# WHAT THIS TASK INVOLVES
From the first line to the last, repeat the data below exactly.

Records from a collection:

*** Begin section ***

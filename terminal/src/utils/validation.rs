/// Validation utilities for user input

/// Minimum accepted password length
pub const MIN_PASSWORD_LEN: usize = 8;

#[derive(Debug, Clone, PartialEq)]
pub struct ValidationResult {
    pub is_valid: bool,
    pub error: Option<String>,
}

impl ValidationResult {
    pub fn ok() -> Self {
        Self {
            is_valid: true,
            error: None,
        }
    }

    pub fn err(message: impl Into<String>) -> Self {
        Self {
            is_valid: false,
            error: Some(message.into()),
        }
    }

    /// Convert into a `Result`, for chaining several checks with `?`.
    pub fn into_result(self) -> Result<(), String> {
        match self.error {
            Some(error) if !self.is_valid => Err(error),
            _ => Ok(()),
        }
    }
}

/// Validate email format
pub fn validate_email(email: &str) -> ValidationResult {
    let email = email.trim();
    if email.is_empty() {
        return ValidationResult::err("Email is required");
    }

    let parts: Vec<&str> = email.split('@').collect();
    if parts.len() != 2 {
        return ValidationResult::err("Invalid email format");
    }

    if parts[0].is_empty() {
        return ValidationResult::err("Email username cannot be empty");
    }

    if parts[1].is_empty() || !parts[1].contains('.') {
        return ValidationResult::err("Invalid email domain");
    }

    ValidationResult::ok()
}

pub fn validate_password(password: &str) -> ValidationResult {
    if password.is_empty() {
        return ValidationResult::err("Password is required");
    }

    if password.chars().count() < MIN_PASSWORD_LEN {
        return ValidationResult::err("Password must be at least 8 characters long.");
    }

    ValidationResult::ok()
}

pub fn validate_password_confirmation(password: &str, confirmation: &str) -> ValidationResult {
    if password != confirmation {
        return ValidationResult::err("Passwords do not match");
    }
    ValidationResult::ok()
}

pub fn validate_required(value: &str, field: &str) -> ValidationResult {
    if value.trim().is_empty() {
        return ValidationResult::err(format!("{} is required", field));
    }
    ValidationResult::ok()
}

/// Parse a strictly positive, finite number typed by the user.
pub fn parse_positive_amount(input: &str) -> Option<f64> {
    input
        .trim()
        .parse::<f64>()
        .ok()
        .filter(|value| value.is_finite() && *value > 0.0)
}

/// Validate a deposit or withdrawal amount, returning the parsed value.
pub fn validate_transfer_amount(input: &str) -> Result<f64, String> {
    parse_positive_amount(input).ok_or_else(|| "Please enter a valid amount greater than 0".to_string())
}

/// Validate the trade form, returning the parsed quantity.
pub fn validate_trade_form(symbol: &str, quantity: &str) -> Result<f64, String> {
    match parse_positive_amount(quantity) {
        Some(qty) if !symbol.trim().is_empty() => Ok(qty),
        _ => Err("Please select a trading pair and enter a valid quantity".to_string()),
    }
}

/// Validate a price alert target, returning the parsed price.
pub fn validate_alert_target(symbol: &str, target: &str) -> Result<f64, String> {
    match parse_positive_amount(target) {
        Some(price) if !symbol.trim().is_empty() => Ok(price),
        _ => Err("Please choose a symbol and enter a target price".to_string()),
    }
}

/// Two-factor codes are six digits.
pub fn validate_two_factor_token(token: &str) -> ValidationResult {
    let token = token.trim();
    if token.len() != 6 || !token.chars().all(|c| c.is_ascii_digit()) {
        return ValidationResult::err("Enter the 6-digit code from your authenticator app");
    }
    ValidationResult::ok()
}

*** End section ***

# RESPONSE
filename terminal/src/utils/validation.rs
/// Validation utilities for user input

/// Minimum accepted password length
pub const MIN_PASSWORD_LEN: usize = 8;

#[derive(Debug, Clone, PartialEq)]
pub struct ValidationResult {
    pub is_valid: bool,
    pub error: Option<String>,
}

impl ValidationResult {
    pub fn ok() -> Self {
        Self {
            is_valid: true,
            error: None,
        }
    }

    pub fn err(message: impl Into<String>) -> Self {
        Self {
            is_valid: false,
            error: Some(message.into()),
        }
    }

    /// Convert into a `Result`, for chaining several checks with `?`.
    pub fn into_result(self) -> Result<(), String> {
        match self.error {
            Some(error) if !self.is_valid => Err(error),
            _ => Ok(()),
        }
    }
}

/// Validate email format
pub fn validate_email(email: &str) -> ValidationResult {
    let email = email.trim();
    if email.is_empty() {
        return ValidationResult::err("Email is required");
    }

    let parts: Vec<&str> = email.split('@').collect();
    if parts.len() != 2 {
        return ValidationResult::err("Invalid email format");
    }

    if parts[0].is_empty() {
        return ValidationResult::err("Email username cannot be empty");
    }

    if parts[1].is_empty() || !parts[1].contains('.') {
        return ValidationResult::err("Invalid email domain");
    }

    ValidationResult::ok()
}

pub fn validate_password(password: &str) -> ValidationResult {
    if password.is_empty() {
        return ValidationResult::err("Password is required");
    }

    if password.chars().count() < MIN_PASSWORD_LEN {
        return ValidationResult::err("Password must be at least 8 characters long.");
    }

    ValidationResult::ok()
}

pub fn validate_password_confirmation(password: &str, confirmation: &str) -> ValidationResult {
    if password != confirmation {
        return ValidationResult::err("Passwords do not match");
    }
    ValidationResult::ok()
}

pub fn validate_required(value: &str, field: &str) -> ValidationResult {
    if value.trim().is_empty() {
        return ValidationResult::err(format!("{} is required", field));
    }
    ValidationResult::ok()
}

/// Parse a strictly positive, finite number typed by the user.
pub fn parse_positive_amount(input: &str) -> Option<f64> {
    input
        .trim()
        .parse::<f64>()
        .ok()
        .filter(|value| value.is_finite() && *value > 0.0)
}

/// Validate a deposit or withdrawal amount, returning the parsed value.
pub fn validate_transfer_amount(input: &str) -> Result<f64, String> {
    parse_positive_amount(input).ok_or_else(|| "Please enter a valid amount greater than 0".to_string())
}

/// Validate the trade form, returning the parsed quantity.
pub fn validate_trade_form(symbol: &str, quantity: &str) -> Result<f64, String> {
    match parse_positive_amount(quantity) {
        Some(qty) if !symbol.trim().is_empty() => Ok(qty),
        _ => Err("Please select a trading pair and enter a valid quantity".to_string()),
    }
}

/// Validate a price alert target, returning the parsed price.
pub fn validate_alert_target(symbol: &str, target: &str) -> Result<f64, String> {
    match parse_positive_amount(target) {
        Some(price) if !symbol.trim().is_empty() => Ok(price),
        _ => Err("Please choose a symbol and enter a target price".to_string()),
    }
}

/// Two-factor codes are six digits.
pub fn validate_two_factor_token(token: &str) -> ValidationResult {
    let token = token.trim();
    if token.len() != 6 || !token.chars().all(|c| c.is_ascii_digit()) {
        return ValidationResult::err("Enter the 6-digit code from your authenticator app");
    }
    ValidationResult::ok()
}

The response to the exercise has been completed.